Carnegie Mellon continued its “day on, not a day off” tradition on Jan. 16. President Cohon, chairman of the university’s Diversity Advisory Council (DAC), began the day’s events by discussing the university’s progress in building diversity on campus. He reported that Carnegie Mellon has one of the highest percentages of international undergraduate students among its peers. Female undergraduate enrollment is steadily increasing, and women made up 40 percent of the student body in 2005 (up from 32 percent 10 years ago). Tenure among female faculty members is showing “slow but steady” progress, and there has been a substantial increase in the number of female research faculty on campus.

Though the university showed progress in these areas, Cohon highlighted numerous areas for improvement, such as increasing the number of minorities in faculty and professional positions, and improving the representation of women in science, engineering and business. “Diversity, in all of the meanings of that word, is one of Carnegie Mellon’s strategic priorities,” Cohon wrote in the annual DAC report. “Through the efforts of the Diversity Advisory Council, and all the members of the university community, we will continue to become more diverse—and better.”

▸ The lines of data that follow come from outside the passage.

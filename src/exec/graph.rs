// src/exec/graph.rs

//! Shared action graph built from a validated config.

use std::collections::BTreeMap;
use std::sync::Arc;

use petgraph::algo::toposort;
use tracing::debug;

use crate::config::{ConfigFile, dependency_graph};
use crate::dag::ActionRef;
use crate::errors::{PassPoolError, Result};
use crate::exec::{CommandAction, PassStatus};

/// One [`CommandAction`] per configured pass.
///
/// Each pass is allocated exactly once and every dependent holds a clone of
/// the same `Arc`, so a pass shared by several roots has a single identity
/// in the pool's execution registry.
#[derive(Debug)]
pub struct ActionGraph {
    actions: BTreeMap<String, Arc<CommandAction>>,
}

impl ActionGraph {
    /// Construct the actions in dependency order.
    pub fn from_config(cfg: &ConfigFile) -> Result<Self> {
        let graph = dependency_graph(&cfg.pass);
        let order = toposort(&graph, None).map_err(|cycle| {
            PassPoolError::DagCycle(format!(
                "cycle detected in pass graph involving pass '{}'",
                cycle.node_id()
            ))
        })?;

        let mut actions: BTreeMap<String, Arc<CommandAction>> = BTreeMap::new();

        for name in order {
            let pass = cfg
                .pass
                .get(name)
                .ok_or_else(|| PassPoolError::PassNotFound(name.to_string()))?;

            let deps = pass
                .after
                .iter()
                .map(|dep| {
                    actions
                        .get(dep)
                        .map(|a| Arc::clone(a) as ActionRef)
                        .ok_or_else(|| PassPoolError::PassNotFound(dep.clone()))
                })
                .collect::<Result<Vec<_>>>()?;

            debug!(pass = %name, deps = deps.len(), "constructed pass");
            actions.insert(
                name.to_string(),
                Arc::new(CommandAction::new(name, pass.cmd.clone(), deps)),
            );
        }

        Ok(Self { actions })
    }

    pub fn len(&self) -> usize {
        self.actions.len()
    }

    pub fn is_empty(&self) -> bool {
        self.actions.is_empty()
    }

    pub fn get(&self, name: &str) -> Option<&Arc<CommandAction>> {
        self.actions.get(name)
    }

    /// Resolve root names to shared action handles, preserving order.
    pub fn roots(&self, names: &[String]) -> Result<Vec<ActionRef>> {
        names
            .iter()
            .map(|name| {
                self.actions
                    .get(name)
                    .map(|a| Arc::clone(a) as ActionRef)
                    .ok_or_else(|| PassPoolError::PassNotFound(name.clone()))
            })
            .collect()
    }

    /// Passes that recorded a failure, with their exit codes, by name.
    pub fn failures(&self) -> Vec<(String, i32)> {
        self.actions
            .iter()
            .filter_map(|(name, action)| match action.status() {
                Some(PassStatus::Failed(code)) => Some((name.clone(), code)),
                _ => None,
            })
            .collect()
    }

    /// Number of passes that have run.
    pub fn executed(&self) -> usize {
        self.actions
            .values()
            .filter(|a| a.status().is_some())
            .count()
    }
}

As part of his address, Cohon also presented the 2006 Barbara Lazarus Award for Culture and Climate to Associate Department Head and Modern Languages Professor Susan Polansky. Named for Barbara Lazarus, associate provost for academic affairs who died in 2003, the award is annually awarded to a faculty or staff member who has demonstrated extraordinary leadership and made a demonstrable impact on improving the culture and climate in the Carnegie Mellon community.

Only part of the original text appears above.